WHAT TO WORK ON:
If a line in the records below contains the word "rest", return that line.

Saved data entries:
* * *

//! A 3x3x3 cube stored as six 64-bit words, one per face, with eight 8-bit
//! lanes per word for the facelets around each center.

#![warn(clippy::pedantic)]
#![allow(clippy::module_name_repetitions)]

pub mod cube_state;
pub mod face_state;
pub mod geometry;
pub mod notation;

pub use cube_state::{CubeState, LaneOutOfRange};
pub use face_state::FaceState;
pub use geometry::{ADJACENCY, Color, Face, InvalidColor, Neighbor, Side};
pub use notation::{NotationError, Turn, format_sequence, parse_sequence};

* * *

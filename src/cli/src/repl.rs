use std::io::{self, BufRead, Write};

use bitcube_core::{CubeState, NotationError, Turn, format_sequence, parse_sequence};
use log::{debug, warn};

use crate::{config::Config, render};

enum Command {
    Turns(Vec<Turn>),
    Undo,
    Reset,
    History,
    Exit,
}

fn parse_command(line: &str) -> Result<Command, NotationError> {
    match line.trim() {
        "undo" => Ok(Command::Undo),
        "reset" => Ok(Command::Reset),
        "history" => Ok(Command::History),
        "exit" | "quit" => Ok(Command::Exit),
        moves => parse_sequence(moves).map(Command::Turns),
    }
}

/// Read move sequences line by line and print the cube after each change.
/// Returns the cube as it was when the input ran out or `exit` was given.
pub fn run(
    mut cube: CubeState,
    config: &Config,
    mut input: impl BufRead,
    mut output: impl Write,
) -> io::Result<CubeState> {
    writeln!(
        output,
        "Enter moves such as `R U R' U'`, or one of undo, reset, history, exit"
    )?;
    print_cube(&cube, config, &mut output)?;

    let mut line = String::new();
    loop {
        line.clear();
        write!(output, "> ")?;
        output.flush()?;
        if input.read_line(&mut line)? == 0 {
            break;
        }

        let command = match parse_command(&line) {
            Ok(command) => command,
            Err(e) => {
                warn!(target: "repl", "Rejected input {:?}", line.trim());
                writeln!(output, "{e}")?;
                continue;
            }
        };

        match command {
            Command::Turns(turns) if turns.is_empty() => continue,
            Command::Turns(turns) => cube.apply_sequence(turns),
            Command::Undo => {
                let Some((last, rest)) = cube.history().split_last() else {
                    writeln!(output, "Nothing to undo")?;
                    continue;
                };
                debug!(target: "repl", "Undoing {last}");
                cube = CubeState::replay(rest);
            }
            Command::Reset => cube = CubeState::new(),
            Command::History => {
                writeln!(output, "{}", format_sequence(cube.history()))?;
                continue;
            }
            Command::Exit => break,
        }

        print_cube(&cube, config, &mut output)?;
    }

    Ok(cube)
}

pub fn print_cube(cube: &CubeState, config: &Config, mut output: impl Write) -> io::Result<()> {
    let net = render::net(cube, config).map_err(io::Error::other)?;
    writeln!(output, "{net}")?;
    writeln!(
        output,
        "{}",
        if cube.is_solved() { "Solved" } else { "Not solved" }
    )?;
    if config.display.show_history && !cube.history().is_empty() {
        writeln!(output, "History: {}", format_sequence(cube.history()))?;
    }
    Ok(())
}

* * *

TASK RESULT:
                let Some((last, rest)) = cube.history().split_last() else {
                cube = CubeState::replay(rest);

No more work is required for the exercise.